*Directions*. In the records below, tally each line that contains the word "response" and give the total only.

*** Opening of Data under study ***

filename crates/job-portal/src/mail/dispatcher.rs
use std::sync::Arc;
use std::time::Duration;

use tokio::sync::mpsc::{self, error::TrySendError};
use tokio::task::JoinHandle;
use tokio_util::sync::CancellationToken;
use tracing::{debug, error, info, warn};

use super::message::{MailMessage, OutboundMail};
use super::transport::MailTransport;

/// Cloneable producer side of the mail queue. Never blocks the caller.
#[derive(Debug, Clone)]
pub struct MailQueue {
    sender: mpsc::Sender<MailMessage>,
}

impl MailQueue {
    pub fn channel(capacity: usize) -> (Self, mpsc::Receiver<MailMessage>) {
        let (sender, receiver) = mpsc::channel(capacity.max(1));
        (Self { sender }, receiver)
    }

    /// Returns `false` when the message was dropped because the queue is full or closed.
    pub fn enqueue(&self, message: MailMessage) -> bool {
        match self.sender.try_send(message) {
            Ok(()) => true,
            Err(TrySendError::Full(message)) => {
                warn!(to = %message.to, "mail queue full, dropping message");
                false
            }
            Err(TrySendError::Closed(message)) => {
                warn!(to = %message.to, "mail dispatcher stopped, dropping message");
                false
            }
        }
    }
}

#[derive(Debug, Default, Clone, Copy, PartialEq, Eq)]
pub struct DispatchStats {
    pub delivered: usize,
    pub failed: usize,
}

/// Single consumer draining the queue into a transport.
pub struct MailDispatcher {
    transport: Arc<dyn MailTransport>,
    sender_address: String,
    receiver: mpsc::Receiver<MailMessage>,
    shutdown: CancellationToken,
    stats: DispatchStats,
}

impl MailDispatcher {
    pub fn new(
        transport: Arc<dyn MailTransport>,
        sender_address: impl Into<String>,
        receiver: mpsc::Receiver<MailMessage>,
        shutdown: CancellationToken,
    ) -> Self {
        Self {
            transport,
            sender_address: sender_address.into(),
            receiver,
            shutdown,
            stats: DispatchStats::default(),
        }
    }

    /// Creates the queue and spawns its worker on the current runtime.
    pub fn start(
        transport: Arc<dyn MailTransport>,
        sender_address: impl Into<String>,
        capacity: usize,
    ) -> (MailQueue, MailWorker) {
        let (queue, receiver) = MailQueue::channel(capacity);
        let shutdown = CancellationToken::new();
        let dispatcher = Self::new(transport, sender_address, receiver, shutdown.clone());
        let handle = tokio::spawn(dispatcher.run());
        (queue, MailWorker { handle, shutdown })
    }

    pub async fn run(mut self) -> DispatchStats {
        info!("mail dispatcher started");
        loop {
            tokio::select! {
                biased;
                _ = self.shutdown.cancelled() => {
                    debug!("mail dispatcher received shutdown signal");
                    break;
                }
                message = self.receiver.recv() => match message {
                    Some(message) => self.deliver(message).await,
                    None => {
                        info!(
                            delivered = self.stats.delivered,
                            failed = self.stats.failed,
                            "mail queue closed"
                        );
                        return self.stats;
                    }
                },
            }
        }

        // Stop accepting, then flush whatever is already buffered.
        self.receiver.close();
        while let Some(message) = self.receiver.recv().await {
            self.deliver(message).await;
        }

        info!(
            delivered = self.stats.delivered,
            failed = self.stats.failed,
            "mail dispatcher stopped"
        );
        self.stats
    }

    async fn deliver(&mut self, message: MailMessage) {
        let outbound = OutboundMail::render(&self.sender_address, &message);
        match self.transport.send(&outbound).await {
            Ok(()) => {
                self.stats.delivered += 1;
                debug!(to = %outbound.to, "mail sent");
            }
            Err(err) => {
                self.stats.failed += 1;
                warn!(to = %outbound.to, error = %err, "failed to send mail");
            }
        }
    }
}

/// Handle to a running dispatcher task.
pub struct MailWorker {
    handle: JoinHandle<DispatchStats>,
    shutdown: CancellationToken,
}

impl MailWorker {
    /// Signals the worker, waits up to `timeout` for the buffered mail to drain.
    pub async fn shutdown(self, timeout: Duration) -> Option<DispatchStats> {
        self.shutdown.cancel();
        match tokio::time::timeout(timeout, self.handle).await {
            Ok(Ok(stats)) => Some(stats),
            Ok(Err(join_error)) => {
                error!(error = %join_error, "mail dispatcher task failed");
                None
            }
            Err(_) => {
                warn!(?timeout, "mail dispatcher did not drain before timeout");
                None
            }
        }
    }
}
use chrono::{DateTime, Utc};
use serde::{Deserialize, Serialize};

/// Audience a notification is addressed to.
#[derive(Debug, Clone, Copy, Default, PartialEq, Eq, Hash, Serialize, Deserialize)]
#[serde(rename_all = "snake_case")]
pub enum UserType {
    #[default]
    JobSeeker,
    Employer,
}

impl UserType {
    pub fn as_str(&self) -> &'static str {
        match self {
            UserType::JobSeeker => "job_seeker",
            UserType::Employer => "employer",
        }
    }

    pub fn parse(value: &str) -> Option<Self> {
        match value.trim().to_ascii_lowercase().as_str() {
            "job_seeker" | "jobseeker" | "seeker" => Some(Self::JobSeeker),
            "employer" => Some(Self::Employer),
            _ => None,
        }
    }
}

#[derive(Debug, Clone, PartialEq, Serialize, Deserialize)]
pub struct Notification {
    pub id: i64,
    pub user_id: i64,
    pub user_type: UserType,
    pub message: String,
    pub is_read: bool,
    pub created_at: DateTime<Utc>,
}

/// Payload accepted by the emitter before an id and timestamp are assigned.
#[derive(Debug, Clone, PartialEq, Eq)]
pub struct NewNotification {
    pub user_id: i64,
    pub user_type: UserType,
    pub message: String,
}

#[cfg(test)]
mod tests {
    use super::*;

    #[test]
    fn user_type_accepts_common_spellings() {
        assert_eq!(UserType::parse("job_seeker"), Some(UserType::JobSeeker));
        assert_eq!(UserType::parse(" Employer "), Some(UserType::Employer));
        assert_eq!(UserType::parse("admin"), None);
    }

    #[test]
    fn user_type_serializes_snake_case() {
        let value = serde_json::to_value(UserType::JobSeeker).expect("serializes");
        assert_eq!(value, serde_json::json!("job_seeker"));
    }
}
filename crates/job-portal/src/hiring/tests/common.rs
use std::sync::Arc;

use axum::response::Response;
use chrono::{DateTime, TimeZone, Utc};
use serde_json::Value;
use tokio::sync::mpsc;

use crate::hiring::{
    ApplicantView, Application, ApplicationScope, ApplicationSubmission, ApplicationSummary,
    Decision, HiringRepository, HiringWorkflowService, Interview, InterviewRequest,
    InterviewUpdate, SeekerInterview,
};
use crate::mail::{MailMessage, MailQueue};
use crate::notifications::{
    NewNotification, Notification, NotificationEmitter, NotificationRepository, UserType,
};
use crate::persistence::fixtures::{self, Seed};
use crate::persistence::{RepositoryError, SqliteStore};

pub(super) struct Harness {
    pub(super) service: HiringWorkflowService<SqliteStore, SqliteStore>,
    pub(super) store: Arc<SqliteStore>,
    pub(super) seed: Seed,
    pub(super) mail: mpsc::Receiver<MailMessage>,
}

pub(super) fn harness() -> Harness {
    let store = Arc::new(SqliteStore::open_in_memory().expect("store opens"));
    let seed = fixtures::seed(&store);
    let (queue, mail) = MailQueue::channel(16);
    let service = HiringWorkflowService::new(
        store.clone(),
        Arc::new(NotificationEmitter::new(store.clone())),
        queue,
    );
    Harness {
        service,
        store,
        seed,
        mail,
    }
}

pub(super) fn submission(seed: &Seed) -> ApplicationSubmission {
    ApplicationSubmission {
        job_seeker_id: seed.seeker,
        job_listing_id: seed.listing,
        cover_letter: "Keen to help.".to_string(),
    }
}

pub(super) fn interview_date() -> DateTime<Utc> {
    Utc.with_ymd_and_hms(2025, 3, 14, 15, 0, 0)
        .single()
        .expect("valid date")
}

pub(super) fn interview_request(application_id: i64) -> InterviewRequest {
    InterviewRequest {
        application_id,
        scheduled_date: interview_date(),
        interview_mode: "Online".to_string(),
        interviewer_name: "Grace Hopper".to_string(),
        interview_link: "https://meet.example.com/xyz".to_string(),
    }
}

pub(super) fn drain_mail(receiver: &mut mpsc::Receiver<MailMessage>) -> Vec<MailMessage> {
    let mut messages = Vec::new();
    while let Ok(message) = receiver.try_recv() {
        messages.push(message);
    }
    messages
}

pub(super) async fn read_json_body(response: Response) -> Value {
    let body = axum::body::to_bytes(response.into_body(), 64 * 1024)
        .await
        .expect("read body");
    serde_json::from_slice(&body).expect("json payload")
}

/// Fails every call, for checking that storage errors become 500s.
pub(super) struct UnavailableRepository;

fn offline<T>() -> Result<T, RepositoryError> {
    Err(RepositoryError::Unavailable("database offline".to_string()))
}

impl HiringRepository for UnavailableRepository {
    fn insert_application(
        &self,
        _submission: &ApplicationSubmission,
        _applied_date: DateTime<Utc>,
    ) -> Result<Application, RepositoryError> {
        offline()
    }

    fn fetch_application(&self, _id: i64) -> Result<Option<Application>, RepositoryError> {
        offline()
    }

    fn record_decision(
        &self,
        _id: i64,
        _decision: Decision,
    ) -> Result<Application, RepositoryError> {
        offline()
    }

    fn seeker_applications(
        &self,
        _job_seeker_id: i64,
        _scope: ApplicationScope,
    ) -> Result<Vec<ApplicationSummary>, RepositoryError> {
        offline()
    }

    fn job_applications(
        &self,
        _job_listing_id: i64,
    ) -> Result<Vec<ApplicantView>, RepositoryError> {
        offline()
    }

    fn count_applications(
        &self,
        _job_seeker_id: i64,
        _scope: ApplicationScope,
    ) -> Result<i64, RepositoryError> {
        offline()
    }

    fn insert_interview(&self, _request: &InterviewRequest) -> Result<Interview, RepositoryError> {
        offline()
    }

    fn update_interview(&self, _update: &InterviewUpdate) -> Result<Interview, RepositoryError> {
        offline()
    }

    fn interviews_for_application(
        &self,
        _application_id: i64,
    ) -> Result<Vec<Interview>, RepositoryError> {
        offline()
    }

    fn seeker_interviews(
        &self,
        _job_seeker_id: i64,
    ) -> Result<Vec<SeekerInterview>, RepositoryError> {
        offline()
    }

    fn count_seeker_interviews(&self, _job_seeker_id: i64) -> Result<i64, RepositoryError> {
        offline()
    }

    fn seeker_email(&self, _job_seeker_id: i64) -> Result<Option<String>, RepositoryError> {
        offline()
    }
}

/// Notification store that refuses writes, for the secondary-effect policy.
pub(super) struct BrokenNotifications;

impl NotificationRepository for BrokenNotifications {
    fn insert_notification(
        &self,
        _notification: NewNotification,
        _created_at: DateTime<Utc>,
    ) -> Result<Notification, RepositoryError> {
        offline()
    }

    fn list_notifications(
        &self,
        _user_id: i64,
        _user_type: UserType,
    ) -> Result<Vec<Notification>, RepositoryError> {
        offline()
    }

    fn mark_read(&self, _ids: &[i64]) -> Result<usize, RepositoryError> {
        offline()
    }

    fn unread_count(&self, _user_id: i64, _user_type: UserType) -> Result<i64, RepositoryError> {
        offline()
    }
}
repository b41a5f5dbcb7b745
mod common;
mod routing;
use std::sync::Arc;

use axum::{
    extract::{rejection::PathRejection, rejection::QueryRejection, Path, Query, State},
    routing::get,
    Json, Router,
};
use serde::Deserialize;
use serde_json::{json, Value};

use super::domain::UserType;
use super::emitter::NotificationEmitter;
use super::repository::NotificationRepository;
use crate::error::ServiceError;

#[derive(Debug, Default, Deserialize)]
pub struct AudienceQuery {
    pub user_type: Option<String>,
}

impl AudienceQuery {
    fn user_type(&self) -> Result<UserType, ServiceError> {
        match self.user_type.as_deref() {
            None => Ok(UserType::JobSeeker),
            Some(raw) => UserType::parse(raw).ok_or_else(|| {
                ServiceError::validation("Invalid user_type. Allowed values: 'job_seeker' or 'employer'")
            }),
        }
    }
}

pub fn notification_router<N>(emitter: Arc<NotificationEmitter<N>>) -> Router
where
    N: NotificationRepository + 'static,
{
    Router::new()
        .route(
            "/notification/get_notifications/:id",
            get(list_handler::<N>),
        )
        .route("/notification/unread_count/:id", get(unread_handler::<N>))
        .with_state(emitter)
}

pub(crate) async fn list_handler<N>(
    State(emitter): State<Arc<NotificationEmitter<N>>>,
    path: Result<Path<i64>, PathRejection>,
    query: Result<Query<AudienceQuery>, QueryRejection>,
) -> Result<Json<Value>, ServiceError>
where
    N: NotificationRepository + 'static,
{
    let Path(user_id) = path?;
    let Query(audience) = query?;
    let notifications = emitter.list_and_mark_read(user_id, audience.user_type()?)?;
    Ok(Json(json!({ "notifications": notifications })))
}

pub(crate) async fn unread_handler<N>(
    State(emitter): State<Arc<NotificationEmitter<N>>>,
    path: Result<Path<i64>, PathRejection>,
    query: Result<Query<AudienceQuery>, QueryRejection>,
) -> Result<Json<Value>, ServiceError>
where
    N: NotificationRepository + 'static,
{
    let Path(user_id) = path?;
    let Query(audience) = query?;
    let count = emitter.unread_count(user_id, audience.user_type()?)?;
    Ok(Json(json!({ "unread_count": count })))
}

*** Close of Data under study ***

*Written reply*. 3